Уровень океана был тогда на 120 метров ниже нынешнего, а потому Ява и Суматра ещё не превратились в острова, до них можно было добраться сушей через Индокитай и Малакку. Дальше цепочка островов тянется от Бали до Тимора. Эти острова были в то время куда крупнее, чем сейчас, а расстояния между ними — значительно меньше, потому и люди, когда плыли в хорошую погоду, всегда видели перед собой новую землю. Так «прямоходящие» добрались до Сахула — ещё не разделившихся Новой Гвинеи и Австралии.
По данным генетиков, алтайские «денисовцы», часть населения Вьетнама и папуасы Новой Гвинеи относятся к одной генетической группе. На Новой Гвинее сохранились языки, не похожие ни на какие другие. На всей Земле (включая Евразию, Америку, Африку и Австралию) примерно пять тысяч языков, объединяемых по степени родства в семь или восемь макросемей. А среди папуасов не такой уж большой Новой Гвинеи распространено ещё около тысячи языков, образующих несколько самостоятельных макросемей. Если эти языки восходят к «денисовцам», жившим на Алтае полмиллиона лет назад, значит, «денисовцы» уже умели говорить!

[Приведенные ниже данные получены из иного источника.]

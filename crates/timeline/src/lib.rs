//! Windowed rendering state for the agent session timeline.
//!
//! Nothing here touches a real UI toolkit: the host supplies a
//! [`scroll::ScrollContainer`] and re-renders the slice returned by
//! [`viewport::Viewport::visible_slice`].

pub mod bus;
pub mod follow;
pub mod scroll;
pub mod viewport;
pub mod window;

pub use bus::{EventBus, SubscriptionId, TimelineEvent};
pub use follow::{FollowState, ScrollPin};
pub use scroll::{ContainerId, ScrollContainer, ScrollError, ScrollGeometry};
pub use viewport::{
    AutoScroll, LoadCompletion, LoadOlder, LoadRejection, LoadState, LoadTicket, ScrollOutcome,
    Viewport, ViewportConfig,
};

#[cfg(any(test, feature = "testing"))]
pub mod testing;
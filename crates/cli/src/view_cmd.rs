use crate::merge_cmd::merge_files;
use crate::output::{render_message, OutputFormat};
use crate::pane::TextPane;
use agentview_core::tool_card::ToolCardRegistry;
use agentview_core::{AggregatePolicy, Message};
use agentview_runtime_config::ViewerConfig;
use agentview_timeline::window::visible_messages;
use agentview_timeline::{
    AutoScroll, EventBus, LoadCompletion, LoadOlder, TimelineEvent, Viewport, ViewportConfig,
};
use anyhow::{Context, Result};
use serde::Serialize;
use std::cell::RefCell;
use std::path::PathBuf;
use std::rc::Rc;

const PANE_HEIGHT: usize = 40;

#[derive(Debug, Clone)]
pub struct ViewArgs {
    pub files: Vec<PathBuf>,
    pub older: usize,
    pub baseline: Option<usize>,
    pub drop_empty: bool,
    pub format: OutputFormat,
}

#[derive(Debug, Serialize)]
struct ViewOutput<'a> {
    total: usize,
    shown: usize,
    older_remaining: usize,
    messages: &'a [Message],
}

pub fn run_view(args: &ViewArgs, config: &ViewerConfig) -> Result<()> {
    let policy = AggregatePolicy {
        drop_empty: args.drop_empty || config.aggregation.drop_empty_messages,
    };
    let merged = merge_files(&args.files, &policy)?;
    let shown: Vec<Message> = visible_messages(&merged).into_iter().cloned().collect();
    let total = shown.len();

    let mut viewport_config = ViewportConfig::from(&config.timeline);
    if let Some(baseline) = args.baseline {
        viewport_config.baseline_count = baseline.max(1);
    }
    let viewport = Rc::new(RefCell::new(Viewport::new(viewport_config)));

    let mut bus = EventBus::new();
    let subscriber = Rc::clone(&viewport);
    bus.subscribe(move |event: &TimelineEvent| subscriber.borrow_mut().handle(event));
    bus.subscribe(|event: &TimelineEvent| tracing::debug!(?event, "timeline event"));
    bus.publish(&TimelineEvent::InitialLoadComplete {
        message_count: total,
    });

    let cards = ToolCardRegistry::default();
    let mut pane = TextPane::new(PANE_HEIGHT);
    pane.set_lines(render_lines(viewport.borrow().visible_slice(&shown), &cards));
    let scrolled = viewport.borrow_mut().auto_scroll(&mut pane);
    if scrolled == AutoScroll::Skipped {
        tracing::debug!("initial scroll to latest skipped");
    }

    for _ in 0..args.older {
        let started = viewport.borrow_mut().begin_load_older(total, &pane);
        let ticket = match started {
            LoadOlder::Started(ticket) => ticket,
            LoadOlder::Rejected(rejection) => {
                tracing::debug!(?rejection, "stopped loading older messages");
                break;
            }
        };
        pane.set_lines(render_lines(viewport.borrow().visible_slice(&shown), &cards));
        match viewport.borrow_mut().finish_load_older(ticket, &mut pane) {
            LoadCompletion::Restored { scroll_top } => {
                tracing::debug!(scroll_top, "restored scroll after loading older messages");
            }
            completion @ (LoadCompletion::Skipped | LoadCompletion::Abandoned) => {
                tracing::debug!(?completion, "scroll not restored after loading older messages");
            }
        }
    }

    let viewport = viewport.borrow();
    let window = viewport.visible_slice(&shown);
    let older_remaining = total - window.len();

    match args.format {
        OutputFormat::Json => {
            let output = ViewOutput {
                total,
                shown: window.len(),
                older_remaining,
                messages: window,
            };
            let json = serde_json::to_string_pretty(&output).context("Failed to serialize view")?;
            println!("{json}");
        }
        OutputFormat::Text => {
            println!(
                "# showing {} of {} messages ({} older)",
                window.len(),
                total,
                older_remaining
            );
            for line in pane.lines() {
                println!("{line}");
            }
        }
    }
    Ok(())
}

fn render_lines(messages: &[Message], cards: &ToolCardRegistry) -> Vec<String> {
    messages
        .iter()
        .flat_map(|message| render_message(message, cards))
        .collect()
}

В Европу переселенцы второй волны, похоже, не попали. Здесь, от Британии, Испании и до Белоруссии, находились поселения «гейдельбергского человека». Это были, можно сказать, «дети эмиграции»: они появились уже в Европе в ходе эволюции прежних «прямоходящих». А уж от «гейдельбергцев» (примерно 100 тысяч лет назад) произошли всем известные неандертальцы. Среднего роста, волосатые, массивные, с короткими ногами и руками, с наклонённой вперёд головой, сидящей на короткой шее, с маленьким подбородком, низким лбом, широкими скулами и мощными надбровными дугами, неандертальцы стали для нас символом первобытной дикости. Но для своего времени они были вполне прогрессивными… скажем так, существами. Держались они довольно прямо и сегодня в толпе, скорее всего, не слишком бы выделялись.

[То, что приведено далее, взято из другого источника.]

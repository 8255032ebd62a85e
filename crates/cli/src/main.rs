mod config;
mod merge_cmd;
mod output;
mod pane;
mod view_cmd;

use agentview_core::once::ensure_global;
use agentview_core::AggregatePolicy;
use clap::{Parser, Subcommand};
use output::OutputFormat;
use std::path::PathBuf;

#[derive(Parser)]
#[command(name = "agentview", about = "agentview - merge and page agent session timelines")]
struct Cli {
    /// Read configuration from this file instead of ~/.config/agentview/
    #[arg(long, global = true)]
    config: Option<PathBuf>,

    #[command(subcommand)]
    command: Commands,
}

#[derive(Subcommand)]
enum Commands {
    /// Merge two message files into one ordered timeline (JSON)
    Merge {
        /// Earlier source; wins on duplicate idx
        first: PathBuf,
        second: PathBuf,

        /// Drop messages without content, tool calls, commits or external payload
        #[arg(long)]
        drop_empty: bool,
    },

    /// Print the visible window of a timeline
    View {
        /// Message files (JSON array or JSON lines), merged left to right
        #[arg(required = true)]
        files: Vec<PathBuf>,

        /// Load this many chunks of older messages
        #[arg(long, default_value_t = 0)]
        older: usize,

        /// Override the number of latest messages shown
        #[arg(long)]
        baseline: Option<usize>,

        #[arg(long)]
        drop_empty: bool,

        #[arg(long, value_enum, default_value_t = OutputFormat::Text)]
        format: OutputFormat,
    },

    /// Show or initialize configuration
    Config {
        /// Write a default config file if none exists
        #[arg(long)]
        init: bool,
    },
}

fn init_logging() {
    ensure_global("tracing-subscriber", || {
        tracing_subscriber::fmt()
            .with_writer(std::io::stderr)
            .with_env_filter(
                tracing_subscriber::EnvFilter::from_default_env()
                    .add_directive(tracing::Level::WARN.into()),
            )
            .init();
    });
}

fn main() {
    init_logging();

    let cli = Cli::parse();

    if let Err(e) = run(cli) {
        eprintln!("Error: {:#}", e);
        std::process::exit(1);
    }
}

fn run(cli: Cli) -> anyhow::Result<()> {
    match cli.command {
        Commands::Merge {
            first,
            second,
            drop_empty,
        } => {
            let settings = config::load_config(cli.config.as_deref())?;
            let policy = AggregatePolicy {
                drop_empty: drop_empty || settings.aggregation.drop_empty_messages,
            };
            merge_cmd::run_merge(&[first, second], &policy)
        }
        Commands::View {
            files,
            older,
            baseline,
            drop_empty,
            format,
        } => {
            let settings = config::load_config(cli.config.as_deref())?;
            let args = view_cmd::ViewArgs {
                files,
                older,
                baseline,
                drop_empty,
                format,
            };
            view_cmd::run_view(&args, &settings)
        }
        Commands::Config { init } => {
            if init {
                config::init_config()
            } else {
                config::show_config(cli.config.as_deref())
            }
        }
    }
}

Неандертальцы широко расселились по Евразии. Они пользовались не только рабочим инструментом, но и короткими деревянными копьями с каменными наконечниками. А вот метательного оружия, по-видимому, не имели. Возможно, они были людоедами, однако раненых соплеменников не ели, а выхаживали.
Разумные и ещё разумнее...
Восточную Африку, эту колыбель человечества, населяли по меньшей мере восемь видов рода Homo, но выжил из них только один, получивший у антропологов имя Homo sapiens — «человек разумный».

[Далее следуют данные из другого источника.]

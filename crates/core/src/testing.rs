use crate::{Message, MessageType, ToolCall};

/// Message with the given index and type and some placeholder content.
pub fn msg(idx: i64, kind: MessageType) -> Message {
    Message::new(idx, kind).with_content(format!("{} #{idx}", kind.as_str()))
}

/// Agent message carrying one pending `bash` tool call.
pub fn agent_with_call(idx: i64, tool_call_id: &str) -> Message {
    let mut message = msg(idx, MessageType::Agent);
    message
        .tool_calls
        .push(ToolCall::pending("bash", tool_call_id));
    message
}

/// Agent message carrying one pending call to `tool_name` with `input`.
pub fn agent_calling(idx: i64, tool_name: &str, tool_call_id: &str, input: &str) -> Message {
    let mut call = ToolCall::pending(tool_name, tool_call_id);
    call.input = input.to_string();
    let mut message = msg(idx, MessageType::Agent);
    message.tool_calls.push(call);
    message
}

/// `tool` message answering `tool_call_id`.
pub fn tool_result(idx: i64, tool_call_id: &str) -> Message {
    let mut message = Message::new(idx, MessageType::Tool).with_content("done");
    message.tool_call_id = Some(tool_call_id.to_string());
    message.tool_result = Some("ok".to_string());
    message
}

/// `count` user/agent messages with consecutive indices starting at 0.
pub fn conversation(count: usize) -> Vec<Message> {
    (0..count as i64)
        .map(|idx| {
            let kind = if idx % 2 == 0 {
                MessageType::User
            } else {
                MessageType::Agent
            };
            msg(idx, kind)
        })
        .collect()
}

#[cfg(test)]
pub fn arb_messages() -> impl proptest::strategy::Strategy<Value = Vec<Message>> {
    use proptest::prelude::*;

    let call_id = prop::sample::select(vec!["a", "b", "c", "d"]);
    let kind = prop::sample::select(vec![
        MessageType::User,
        MessageType::Agent,
        MessageType::Agent,
        MessageType::Tool,
        MessageType::Slug,
        MessageType::Error,
    ]);
    let one = (0i64..12, kind, call_id, any::<bool>()).prop_map(|(idx, kind, call_id, flag)| {
        match kind {
            MessageType::Tool => tool_result(idx, call_id),
            MessageType::Agent if flag => agent_with_call(idx, call_id),
            other => msg(idx, other),
        }
    });
    prop::collection::vec(one, 0..16)
}
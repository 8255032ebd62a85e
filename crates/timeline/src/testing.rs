use crate::scroll::{ContainerId, ScrollContainer, ScrollError, ScrollGeometry};

/// In-memory scroll container made of fixed-height rows.
///
/// Growth registered with [`SimulatedContainer::defer_growth`] is applied on
/// the next [`SimulatedContainer::layout`] call, the way late-loading images
/// grow a real container after the first paint.
#[derive(Debug, Clone)]
pub struct SimulatedContainer {
    id: ContainerId,
    rows: Vec<f64>,
    client_height: f64,
    scroll_top: f64,
    attached: bool,
    deferred_growth: f64,
    extra_height: f64,
}

impl SimulatedContainer {
    pub fn new(client_height: f64) -> Self {
        Self {
            id: ContainerId::next(),
            rows: Vec::new(),
            client_height,
            scroll_top: 0.0,
            attached: true,
            deferred_growth: 0.0,
            extra_height: 0.0,
        }
    }

    pub fn with_rows(client_height: f64, count: usize, row_height: f64) -> Self {
        let mut container = Self::new(client_height);
        container.rows = vec![row_height; count];
        container
    }

    pub fn append_rows(&mut self, count: usize, row_height: f64) {
        self.rows.extend(std::iter::repeat_n(row_height, count));
    }

    /// Insert rows above the existing content without moving `scroll_top`.
    pub fn prepend_rows(&mut self, count: usize, row_height: f64) {
        let mut rows = vec![row_height; count];
        rows.append(&mut self.rows);
        self.rows = rows;
    }

    pub fn row_count(&self) -> usize {
        self.rows.len()
    }

    pub fn scroll_top(&self) -> f64 {
        self.scroll_top
    }

    pub fn content_height(&self) -> f64 {
        self.rows.iter().sum::<f64>() + self.extra_height
    }

    pub fn detach(&mut self) {
        self.attached = false;
    }

    pub fn attach(&mut self) {
        self.attached = true;
    }

    pub fn defer_growth(&mut self, height: f64) {
        self.deferred_growth += height;
    }

    /// Apply pending growth.
    pub fn layout(&mut self) {
        self.extra_height += self.deferred_growth;
        self.deferred_growth = 0.0;
    }

    /// Position the view as a user drag would, clamped to the content.
    pub fn user_scroll_to(&mut self, scroll_top: f64) {
        let max = (self.content_height() - self.client_height).max(0.0);
        self.scroll_top = scroll_top.clamp(0.0, max);
    }
}

impl ScrollContainer for SimulatedContainer {
    fn id(&self) -> ContainerId {
        self.id
    }

    fn geometry(&self) -> Result<ScrollGeometry, ScrollError> {
        if !self.attached {
            return Err(ScrollError::Detached);
        }
        Ok(ScrollGeometry {
            scroll_top: self.scroll_top,
            scroll_height: self.content_height(),
            client_height: self.client_height,
        })
    }

    fn set_scroll_top(&mut self, scroll_top: f64) -> Result<(), ScrollError> {
        if !self.attached {
            return Err(ScrollError::Detached);
        }
        self.user_scroll_to(scroll_top);
        Ok(())
    }
}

Примерно 200 тысяч лет назад, то есть ещё задолго до появления в Евразии неандертальцев, на востоке Африки, несколько южнее экватора, обитало племя «разумных», насчитывавшее одну-две тысячи человек. Жили они тем, что собирали всё съедобное, включая трупы павших или убитых животных, за которые приходилось драться с грифами, львами, шакалами и гиенами. Так вот, по мнению генетиков, одна из женщин этого племени стала последним общим предком всех ныне живущих людей по материнской линии. То есть у каждого из нас предков хоть отбавляй, но именно та женщина и есть наша с вами общая пра-пра… прабабушка (и повторите «пра» примерно 7500 раз). Эта Ева была чернокожей и уже имела все черты современного человека — лишь с очень небольшими отличиями. Хотя генетики не исключают, что Ева — не единственная.
Около 110 тысяч лет назад началась последняя ледниковая эпоха, а 70—75 тысяч лет назад мир пережил очередную катастрофу: грандиозное извержение вулкана Тоба на Суматре, выбросившего в атмосферу огромную массу пепла, который, как экраном, заслонил Землю от Солнца. Средняя температура на Земле понизилась не менее чем на 10 градусов, множество животных вымерло. Группы собирателей из Восточной Африки начали разбредаться в разные стороны. Двигавшиеся на юг дошли до южных районов Африки, где сегодня обитают их потомки — бушмены и другие народы Южно-Африканской Республики. Кожа у них светлее, чем у негроидов, губы тоньше. Те же, кто двигался на север, в итоге оказались на территории нынешнего Израиля. Здесь некоторые пещеры в течение тысячелетий переходили из рук в руки — от «разумных» к неандертальцам и обратно. В Европу «разумные» тогда не попали. Они добрались до Юго-Восточной Азии, смешались там с «денисовцами» и только после этого двинулись на запад. Около 40 тысяч лет назад их племена вторглись в Европу, где прежде безраздельно господствовали неандертальцы.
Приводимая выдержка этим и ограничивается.